- Nelson Park Township, Minnesota Location within the state of Minnesota Nelson Park Township, Minnesota Nelson Park Township, Minnesota (the United States)
- Coordinates: 48°29′55″N 96°34′7″W﻿ / ﻿48.49861°N 96.56861°W
- Country: United States
- State: Minnesota
- County: Marshall

Area
- • Total: 36.2 sq mi (93.7 km^{2})
- • Land: 36.1 sq mi (93.6 km^{2})
- • Water: 0.039 sq mi (0.1 km^{2})
- Elevation: 1,014 ft (309 m)

Population (2000)
- • Total: 158
- • Density: 4.4/sq mi (1.7/km^{2})
- Time zone: UTC-6 (Central (CST))
- • Summer (DST): UTC-5 (CDT)
- FIPS code: 27-45142
- GNIS feature ID: 0665076

= Nelson Park Township, Marshall County, Minnesota =

Nelson Park Township is a township in Marshall County, Minnesota, United States. The population was 158 at the 2000 census.

Nelson Park Township was organized in 1884, and named for James Nelson, a pioneer settler.

==Geography==
According to the United States Census Bureau, the township has a total area of 36.2 square miles (93.7 km^{2}), of which 36.1 square miles (93.6 km^{2}) is land and 0.1 square mile (0.1 km^{2}) (0.14%) is water.

==Demographics==
As of the census of 2000, there were 158 people, 56 households, and 44 families residing in the township. The population density was 4.4 people per square mile (1.7/km^{2}). There were 69 housing units at an average density of 1.9/sq mi (0.7/km^{2}). The racial makeup of the township was 100.00% White.

There were 56 households, out of which 39.3% had children under the age of 18 living with them, 73.2% were married couples living together, 1.8% had a female householder with no husband present, and 21.4% were non-families. 21.4% of all households were made up of individuals, and 14.3% had someone living alone who was 65 years of age or older. The average household size was 2.82 and the average family size was 3.32.

In the township, the population was spread out, with 32.9% under the age of 18, 4.4% from 18 to 24, 18.4% from 25 to 44, 26.6% from 45 to 64, and 17.7% who were 65 years of age or older. The median age was 42 years. For every 100 females, there were 100.0 males. For every 100 females age 18 and over, there were 107.8 males.

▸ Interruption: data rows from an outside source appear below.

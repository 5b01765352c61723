//! Copy operation results and method identifiers.

/// The result of a successful clipboard copy.
#[derive(Debug, Clone, PartialEq, Eq)]
pub struct CopyResult {
    pub tool: CopyMethod,
    pub size_bytes: usize,
}

impl CopyResult {
    pub fn new(tool: CopyMethod, size_bytes: usize) -> Self {
        Self { tool, size_bytes }
    }

    /// User-friendly message describing what happened.
    pub fn message(&self) -> String {
        format!(
            "Copied {} bytes to clipboard (via {})",
            self.size_bytes,
            self.tool.name()
        )
    }
}

/// Which tool was used for the copy operation.
#[derive(Debug, Clone, Copy, PartialEq, Eq)]
pub enum CopyMethod {
    /// macOS pasteboard
    Pbcopy,
    /// Linux X11
    Xclip,
    /// Linux X11 alternative
    Xsel,
    /// Linux Wayland
    WlCopy,
}

impl CopyMethod {
    /// Tool name for display/logging.
    pub fn name(&self) -> &'static str {
        match self {
            Self::Pbcopy => "pbcopy",
            Self::Xclip => "xclip",
            Self::Xsel => "xsel",
            Self::WlCopy => "wl-copy",
        }
    }

    /// Program to run.
    pub fn program(&self) -> &'static str {
        self.name()
    }

    /// Arguments that make the program read stdin into the clipboard.
    pub fn args(&self) -> &'static [&'static str] {
        match self {
            Self::Pbcopy | Self::WlCopy => &[],
            Self::Xclip => &["-selection", "clipboard"],
            Self::Xsel => &["--clipboard", "--input"],
        }
    }
}
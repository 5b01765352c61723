//! ANSI color helpers for CLI output.
//!
//! Separate from the export palette: these codes color the tool's own
//! messages in the user's terminal and never end up in an export.

use crate::palette::Color;

/// ANSI reset sequence
pub const ANSI_RESET: &str = "\x1b[0m";

/// ANSI color codes behind the default theme
pub mod ansi {
    /// Gray color (ANSI 37) - used for descriptions
    pub const GRAY: &str = "\x1b[37m";
    /// Green color (ANSI 32) - used for accent/headers
    pub const GREEN: &str = "\x1b[32m";
    /// Red color (ANSI 31) - used for errors
    pub const RED: &str = "\x1b[31m";
    /// Dark gray (ANSI 90) - used for secondary text
    pub const DARK_GRAY: &str = "\x1b[90m";
}

/// Colors for the tool's own output.
#[derive(Debug, Clone)]
pub struct Theme {
    /// Primary text color (used for most content)
    pub text_primary: &'static str,
    /// Secondary/dimmed text color
    pub text_secondary: &'static str,
    /// Accent color for highlights and important elements
    pub accent: &'static str,
    /// Error/warning color
    pub error: &'static str,
    /// Whether to emit escape codes at all
    pub enabled: bool,
}

impl Default for Theme {
    fn default() -> Self {
        Self {
            text_primary: ansi::GRAY,
            text_secondary: ansi::DARK_GRAY,
            accent: ansi::GREEN,
            error: ansi::RED,
            enabled: true,
        }
    }
}

impl Theme {
    /// A theme that prints text unchanged (for pipes and files).
    pub fn plain() -> Self {
        Self {
            enabled: false,
            ..Self::default()
        }
    }

    fn paint(&self, code: &str, text: &str) -> String {
        if self.enabled {
            format!("{}{}{}", code, text, ANSI_RESET)
        } else {
            text.to_string()
        }
    }

    /// Format text with the accent color (for CLI output).
    pub fn accent_text(&self, text: &str) -> String {
        self.paint(self.accent, text)
    }

    /// Format text with the primary color (for CLI output).
    pub fn primary_text(&self, text: &str) -> String {
        self.paint(self.text_primary, text)
    }

    /// Format text with the secondary color (for CLI output).
    pub fn secondary_text(&self, text: &str) -> String {
        self.paint(self.text_secondary, text)
    }

    /// Format text with the error color (for CLI output).
    pub fn error_text(&self, text: &str) -> String {
        self.paint(self.error, text)
    }

    /// A two-cell block showing `color` as a 24-bit background.
    pub fn swatch(&self, color: Color) -> String {
        if !self.enabled {
            return "  ".to_string();
        }
        let (r, g, b) = color.channels();
        format!("\x1b[48;2;{};{};{}m  {}", r, g, b, ANSI_RESET)
    }
}

/// The theme for stdout: colored on a terminal unless `NO_COLOR` is set.
pub fn current_theme() -> Theme {
    let no_color = std::env::var_os("NO_COLOR").is_some_and(|v| !v.is_empty());
    theme_for(atty::is(atty::Stream::Stdout), no_color)
}

/// Pick a theme from the output kind and the user's `NO_COLOR` preference.
pub fn theme_for(is_tty: bool, no_color: bool) -> Theme {
    if is_tty && !no_color {
        Theme::default()
    } else {
        Theme::plain()
    }
}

The median income for a household in the township was $35,000, and the median income for a family was $40,625. Males had a median income of $27,188 versus $26,250 for females. The per capita income for the township was $12,661. About 6.7% of families and 7.7% of the population were below the poverty line, including 11.4% of those under the age of eighteen and none of those 65 or over.